The reaction of 7-chloro-4-nitrobenzo-2-oxa-1,3-diazole [NBD-Cl] with purified eel electroplax (Na-K)ATPase was monitored by changes in the (Na-K)ATPase activity, the K+ stimulated p-nitrophenyl phosphatase [PNPase] activity, and the protein UV absorption spectrum. The NBD-Cl reacts with 2 tyrosine residues/mol of enzyme (.apprx. 6-7 nmol/mg of protein), as judged by changes in protein absorption spectra and incorporation of [14C]NBD-Cl. The modified tyrosine groups are located on the 95,000 MW polypeptide chain and react at different rates. Only 1 tyrosine modification is necessary for complete inhibition of (Na-K)ATPase activity, although both must be modified for complete inhibition of PNPase activity.

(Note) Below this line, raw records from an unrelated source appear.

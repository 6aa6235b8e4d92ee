pub mod user;
pub mod product;
pub mod price_history;

pub use user::Entity as User;
pub use product::Entity as Product;
pub use price_history::Entity as PriceHistory;
use sea_orm::entity::prelude::*;
use serde::{ Deserialize, Serialize };

/// Append-only price history. Rows are written only when an observation
/// differed from the product's previous stored state and are deleted only
/// by cascade with the product.
#[derive(Clone, Debug, PartialEq, DeriveEntityModel, Serialize, Deserialize)]
#[sea_orm(table_name = "price_history")]
pub struct Model {
    #[sea_orm(primary_key)]
    pub id: i64,
    pub product_id: i64,
    pub basic_price: i64,
    pub product_price: i64,
    pub qty: i64,
    pub recorded_at: DateTimeUtc,
}

#[derive(Copy, Clone, Debug, EnumIter, DeriveRelation)]
pub enum Relation {
    #[sea_orm(
        belongs_to = "super::product::Entity",
        from = "Column::ProductId",
        to = "super::product::Column::Id",
        on_delete = "Cascade"
    )]
    Product,
}

impl Related<super::product::Entity> for Entity {
    fn to() -> RelationDef {
        Relation::Product.def()
    }
}

impl ActiveModelBehavior for ActiveModel {}
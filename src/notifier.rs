use async_trait::async_trait;
use teloxide::prelude::*;
use teloxide::types::{ LinkPreviewOptions, ParseMode };
use teloxide::RequestError;

use crate::db::entity::user;
use crate::enums::{ NotificationKind, Plan };
use crate::error::{ AppError, Result };
use crate::wb::apply_wallet_discount;

/// One user-facing message about a tracked product.
#[derive(Debug, Clone, PartialEq, Eq)]
pub struct Notification {
    pub kind: NotificationKind,
    pub product_name: String,
    pub url: String,
}

/// Fire-and-forget hand-off to the messaging side. Delivery is not
/// retried here; emission either happens or is logged and dropped.
#[async_trait]
pub trait NotificationSink: Send + Sync {
    async fn notify(&self, user: &user::Model, notification: &Notification) -> Result<()>;
}

pub struct TelegramSink {
    bot: Bot,
}

impl TelegramSink {
    pub fn new(bot: Bot) -> Self {
        Self { bot }
    }

    fn format_message(&self, user: &user::Model, notification: &Notification) -> String {
        let plan = user.plan.parse::<Plan>().unwrap_or(Plan::Free);
        let header = format!(
            "📦 {name}\n🔗 <a href='{url}'>Открыть товар</a>\n",
            name = notification.product_name,
            url = notification.url
        );

        match &notification.kind {
            NotificationKind::PriceChange { old_price, new_price } => {
                let discount = user.discount_percent;
                let (old_display, new_display) = (
                    apply_wallet_discount(*old_price, discount),
                    apply_wallet_discount(*new_price, discount),
                );

                let title = if new_price < old_price {
                    "🔔 <b>Цена снизилась!</b>"
                } else {
                    "📈 <b>Цена изменилась</b>"
                };

                let mut message = format!("{}\n\n{}\n", title, header);

                if discount > 0 {
                    message.push_str(
                        &format!(
                            "💳 <b>Цена с WB кошельком ({discount}%):</b>\n\
                             ✅ <b>Сейчас:</b> {new_display} ₽\n\
                             📉 <b>Было:</b> {old_display} ₽\n\n\
                             <i>Без кошелька: {new_price} ₽ (было {old_price} ₽)</i>\n"
                        )
                    );
                } else {
                    message.push_str(
                        &format!(
                            "💰 <b>Новая цена:</b> {new_display} ₽\n📉 <b>Было:</b> {old_display} ₽\n"
                        )
                    );
                }

                message
            }
            NotificationKind::Restock { qty, price } => {
                let mut message = format!("✅ <b>Товар снова в наличии!</b>\n\n{}", header);

                let display_price = apply_wallet_discount(*price, user.discount_percent);
                message.push_str(&format!("💰 <b>Цена:</b> {} ₽\n", display_price));

                if plan.shows_stock_counts() && *qty > 0 {
                    message.push_str(&format!("📦 <b>Остаток:</b> {} шт.\n", qty));
                }

                message
            }
            NotificationKind::OutOfStock => {
                format!("⚠️ <b>Товар закончился!</b>\n\n{}", header)
            }
        }
    }
}

#[async_trait]
impl NotificationSink for TelegramSink {
    async fn notify(&self, user: &user::Model, notification: &Notification) -> Result<()> {
        let message = self.format_message(user, notification);

        let result = self.bot
            .send_message(ChatId(user.id), message)
            .parse_mode(ParseMode::Html)
            .link_preview_options(LinkPreviewOptions {
                is_disabled: true,
                url: None,
                prefer_small_media: false,
                prefer_large_media: false,
                show_above_text: false,
            })
            .await;

        match result {
            Ok(_) => {
                tracing::info!("Sent {} notification to user {}", notification.kind, user.id);
                Ok(())
            }
            // The user blocked the bot; nothing to deliver, not an error
            Err(RequestError::Api(teloxide::ApiError::BotBlocked)) => {
                tracing::warn!("User {} blocked the bot, dropping notification", user.id);
                Ok(())
            }
            Err(e) => Err(AppError::Notify(e.to_string())),
        }
    }
}

#[cfg(test)]
mod tests {
    use super::*;
    use chrono::Utc;

    fn test_user(discount: i32, plan: &str) -> user::Model {
        user::Model {
            id: 100,
            plan: plan.to_string(),
            discount_percent: discount,
            max_links: 5,
            dest: -1257786,
            pvz_address: None,
            sort_mode: "updated".to_string(),
            created_at: Utc::now(),
        }
    }

    fn sink() -> TelegramSink {
        TelegramSink::new(Bot::new("0:TEST"))
    }

    #[test]
    fn price_drop_message_shows_wallet_price() {
        let notification = Notification {
            kind: NotificationKind::PriceChange { old_price: 1000, new_price: 890 },
            product_name: "Чайник".to_string(),
            url: "https://www.wildberries.ru/catalog/42/detail.aspx".to_string(),
        };

        let message = sink().format_message(&test_user(3, "plan_basic"), &notification);
        assert!(message.contains("Цена снизилась"));
        assert!(message.contains("863 ₽")); // 890 * 0.97 floored
        assert!(message.contains("Без кошелька: 890 ₽"));
    }

    #[test]
    fn restock_qty_only_for_pro() {
        let notification = Notification {
            kind: NotificationKind::Restock { qty: 7, price: 500 },
            product_name: "Чайник".to_string(),
            url: "https://example".to_string(),
        };

        let pro = sink().format_message(&test_user(0, "plan_pro"), &notification);
        assert!(pro.contains("7 шт."));

        let free = sink().format_message(&test_user(0, "plan_free"), &notification);
        assert!(!free.contains("7 шт."));
    }
}
pub mod config;
pub mod enums;
pub mod error;
pub mod db;
pub mod services;
pub mod notifier;
pub mod scheduler;
pub mod wb;

pub use config::Config;
pub use enums::{ Plan, NotifyRule, SortMode, NotificationKind };
pub use error::{ AppError, FetchError, Result };
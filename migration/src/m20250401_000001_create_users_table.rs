use sea_orm_migration::prelude::*;

#[derive(DeriveMigrationName)]
pub struct Migration;

#[async_trait::async_trait]
impl MigrationTrait for Migration {
    async fn up(&self, manager: &SchemaManager) -> Result<(), DbErr> {
        manager.create_table(
            Table::create()
                .table(Users::Table)
                .if_not_exists()
                // Telegram chat id, assigned externally
                .col(ColumnDef::new(Users::Id).big_integer().not_null().primary_key())
                .col(ColumnDef::new(Users::Plan).string().not_null().default("plan_free"))
                .col(ColumnDef::new(Users::DiscountPercent).integer().not_null().default(0))
                .col(ColumnDef::new(Users::MaxLinks).integer().not_null().default(5))
                .col(ColumnDef::new(Users::Dest).integer().not_null())
                .col(ColumnDef::new(Users::PvzAddress).string())
                .col(ColumnDef::new(Users::SortMode).string().not_null().default("updated"))
                .col(ColumnDef::new(Users::CreatedAt).timestamp_with_time_zone().not_null())
                .to_owned()
        ).await
    }

    async fn down(&self, manager: &SchemaManager) -> Result<(), DbErr> {
        manager.drop_table(Table::drop().table(Users::Table).to_owned()).await
    }
}

#[derive(Iden)]
pub enum Users {
    Table,
    Id,
    Plan,
    DiscountPercent,
    MaxLinks,
    Dest,
    PvzAddress,
    SortMode,
    CreatedAt,
}
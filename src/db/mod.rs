use chrono::Utc;
use sea_orm::{
    ActiveModelTrait,
    ActiveValue::Set,
    ColumnTrait,
    ConnectionTrait,
    DatabaseConnection,
    EntityTrait,
    PaginatorTrait,
    QueryFilter,
    QueryOrder,
    QuerySelect,
};

use crate::error::{ AppError, Result };

pub mod entity;
pub use entity::*;

// ─── Users ───────────────────────────────────────────────────────────

pub struct UserRepository {
    db: DatabaseConnection,
}

impl UserRepository {
    pub fn new(db: DatabaseConnection) -> Self {
        Self { db }
    }

    /// Fetch the user, creating a default free-plan row on first contact.
    pub async fn get_or_create(
        &self,
        id: i64,
        default_dest: i32,
        default_max_links: i32
    ) -> Result<entity::user::Model> {
        if let Some(user) = entity::user::Entity::find_by_id(id).one(&self.db).await? {
            return Ok(user);
        }

        let user = entity::user::ActiveModel {
            id: Set(id),
            plan: Set("plan_free".to_string()),
            discount_percent: Set(0),
            max_links: Set(default_max_links),
            dest: Set(default_dest),
            pvz_address: Set(None),
            sort_mode: Set("updated".to_string()),
            created_at: Set(Utc::now()),
        };

        Ok(user.insert(&self.db).await?)
    }

    pub async fn all(&self) -> Result<Vec<entity::user::Model>> {
        Ok(entity::user::Entity::find().all(&self.db).await?)
    }

    pub async fn set_dest(&self, id: i64, dest: i32, pvz_address: Option<String>) -> Result<()> {
        let user = entity::user::Entity
            ::find_by_id(id)
            .one(&self.db).await?
            .ok_or(AppError::InvalidInput(format!("Unknown user: {}", id)))?;

        let mut active: entity::user::ActiveModel = user.into();
        active.dest = Set(dest);
        active.pvz_address = Set(pvz_address);
        active.update(&self.db).await?;
        Ok(())
    }

    pub async fn set_plan(
        &self,
        id: i64,
        plan: &str,
        discount_percent: i32,
        max_links: i32
    ) -> Result<()> {
        let user = entity::user::Entity
            ::find_by_id(id)
            .one(&self.db).await?
            .ok_or(AppError::InvalidInput(format!("Unknown user: {}", id)))?;

        let mut active: entity::user::ActiveModel = user.into();
        active.plan = Set(plan.to_string());
        active.discount_percent = Set(discount_percent);
        active.max_links = Set(max_links);
        active.update(&self.db).await?;
        Ok(())
    }
}

// ─── Products ────────────────────────────────────────────────────────

/// Cached marketplace state written back after a reconciliation.
/// `name` is `None` when the marketplace name did not change.
#[derive(Debug, Clone, PartialEq, Eq)]
pub struct ProductCacheUpdate {
    pub basic_price: i64,
    pub product_price: i64,
    pub qty: i64,
    pub out_of_stock: bool,
    pub name: Option<String>,
}

pub struct ProductRepository {
    db: DatabaseConnection,
}

impl ProductRepository {
    pub fn new(db: DatabaseConnection) -> Self {
        Self { db }
    }

    /// Every tracked product, for the monitoring cycle.
    pub async fn list_active(&self) -> Result<Vec<entity::product::Model>> {
        Ok(entity::product::Entity::find().all(&self.db).await?)
    }

    pub async fn find_by_id(&self, id: i64) -> Result<entity::product::Model> {
        entity::product::Entity
            ::find_by_id(id)
            .one(&self.db).await?
            .ok_or(AppError::ProductNotFound)
    }

    pub async fn find_by_nm_id(
        &self,
        user_id: i64,
        nm_id: i64
    ) -> Result<Option<entity::product::Model>> {
        Ok(
            entity::product::Entity
                ::find()
                .filter(entity::product::Column::UserId.eq(user_id))
                .filter(entity::product::Column::NmId.eq(nm_id))
                .one(&self.db).await?
        )
    }

    pub async fn create(
        &self,
        user_id: i64,
        url: String,
        nm_id: i64,
        name: String,
        selected_size: Option<String>
    ) -> Result<entity::product::Model> {
        let now = Utc::now();

        let product = entity::product::ActiveModel {
            user_id: Set(user_id),
            url_product: Set(url),
            nm_id: Set(nm_id),
            name_product: Set(name),
            custom_name: Set(None),
            selected_size: Set(selected_size),
            notify_mode: Set(None),
            notify_value: Set(None),
            last_basic_price: Set(None),
            last_product_price: Set(None),
            last_qty: Set(None),
            out_of_stock: Set(false),
            fail_count: Set(0),
            created_at: Set(now),
            updated_at: Set(now),
            ..Default::default()
        };

        Ok(product.insert(&self.db).await?)
    }

    pub async fn delete(&self, id: i64, user_id: i64) -> Result<()> {
        entity::product::Entity
            ::delete_many()
            .filter(entity::product::Column::Id.eq(id))
            .filter(entity::product::Column::UserId.eq(user_id))
            .exec(&self.db).await?;
        Ok(())
    }

    pub async fn count_for_user(&self, user_id: i64) -> Result<u64> {
        Ok(
            entity::product::Entity
                ::find()
                .filter(entity::product::Column::UserId.eq(user_id))
                .count(&self.db).await?
        )
    }

    pub async fn list_for_user(&self, user_id: i64) -> Result<Vec<entity::product::Model>> {
        Ok(
            entity::product::Entity
                ::find()
                .filter(entity::product::Column::UserId.eq(user_id))
                .order_by_desc(entity::product::Column::UpdatedAt)
                .all(&self.db).await?
        )
    }

    pub async fn set_custom_name(&self, id: i64, user_id: i64, name: String) -> Result<()> {
        let product = self.find_by_id(id).await?;
        if product.user_id != user_id {
            return Err(AppError::ProductNotFound);
        }

        let mut active: entity::product::ActiveModel = product.into();
        active.custom_name = Set(Some(name));
        active.updated_at = Set(Utc::now());
        active.update(&self.db).await?;
        Ok(())
    }

    pub async fn set_notify_rule(
        &self,
        id: i64,
        user_id: i64,
        mode: Option<String>,
        value: Option<i64>
    ) -> Result<()> {
        let product = self.find_by_id(id).await?;
        if product.user_id != user_id {
            return Err(AppError::ProductNotFound);
        }

        let mut active: entity::product::ActiveModel = product.into();
        active.notify_mode = Set(mode);
        active.notify_value = Set(value);
        active.updated_at = Set(Utc::now());
        active.update(&self.db).await?;
        Ok(())
    }

    /// Overwrite the product's cached marketplace state. Runs on the
    /// caller's connection so the reconcile engine can keep the write
    /// inside its per-product transaction.
    pub async fn update_cache<C: ConnectionTrait>(
        conn: &C,
        id: i64,
        update: ProductCacheUpdate
    ) -> Result<()> {
        let product = entity::product::Entity
            ::find_by_id(id)
            .one(conn).await?
            .ok_or(AppError::ProductNotFound)?;

        let mut active: entity::product::ActiveModel = product.into();
        active.last_basic_price = Set(Some(update.basic_price));
        active.last_product_price = Set(Some(update.product_price));
        active.last_qty = Set(Some(update.qty));
        active.out_of_stock = Set(update.out_of_stock);
        if let Some(name) = update.name {
            active.name_product = Set(name);
        }
        active.updated_at = Set(Utc::now());
        active.update(conn).await?;
        Ok(())
    }

    /// Clear the consecutive-failure counter after a successful fetch.
    pub async fn reset_fail_count<C: ConnectionTrait>(conn: &C, id: i64) -> Result<()> {
        let product = entity::product::Entity
            ::find_by_id(id)
            .one(conn).await?
            .ok_or(AppError::ProductNotFound)?;

        if product.fail_count == 0 {
            return Ok(());
        }

        let mut active: entity::product::ActiveModel = product.into();
        active.fail_count = Set(0);
        active.update(conn).await?;
        Ok(())
    }

    pub async fn bump_fail_count(&self, id: i64) -> Result<()> {
        let product = self.find_by_id(id).await?;
        let count = product.fail_count;

        let mut active: entity::product::ActiveModel = product.into();
        active.fail_count = Set(count + 1);
        active.update(&self.db).await?;
        Ok(())
    }
}

// ─── Price history ───────────────────────────────────────────────────

pub struct PriceHistoryRepository {
    db: DatabaseConnection,
}

impl PriceHistoryRepository {
    pub fn new(db: DatabaseConnection) -> Self {
        Self { db }
    }

    /// Record one observation row. Runs on the caller's connection for
    /// the same reason as `ProductRepository::update_cache`.
    pub async fn append<C: ConnectionTrait>(
        conn: &C,
        product_id: i64,
        basic_price: i64,
        product_price: i64,
        qty: i64
    ) -> Result<entity::price_history::Model> {
        let entry = entity::price_history::ActiveModel {
            product_id: Set(product_id),
            basic_price: Set(basic_price),
            product_price: Set(product_price),
            qty: Set(qty),
            recorded_at: Set(Utc::now()),
            ..Default::default()
        };

        Ok(entry.insert(conn).await?)
    }

    /// Newest-first slice of a product's history.
    pub async fn recent(
        &self,
        product_id: i64,
        limit: u64
    ) -> Result<Vec<entity::price_history::Model>> {
        Ok(
            entity::price_history::Entity
                ::find()
                .filter(entity::price_history::Column::ProductId.eq(product_id))
                .order_by_desc(entity::price_history::Column::RecordedAt)
                .limit(limit)
                .all(&self.db).await?
        )
    }
}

Reversal of these modifications by 2-mercaptoethanol restores 65% of both activities. Na+ increases the rate of tyrosine modification, K+ decreases the rate, and ATP affords the more reactive tyrosine group complete protection. NBD-Cl modification of .apprx. 6-7 nmol of tyrosine groups/mg of protein results in a large decrease in ATP affinity as judged by equilibrium binding. These results are compared with similar results obtained from NBD-Cl modification of the coupling factors of oxidative phosphorylation and photophosphorylation. A model is presented suggesting an asymmetric arrangement of 2 95,000 MW polypeptide chains with a single tyrosine residue at the ATP site.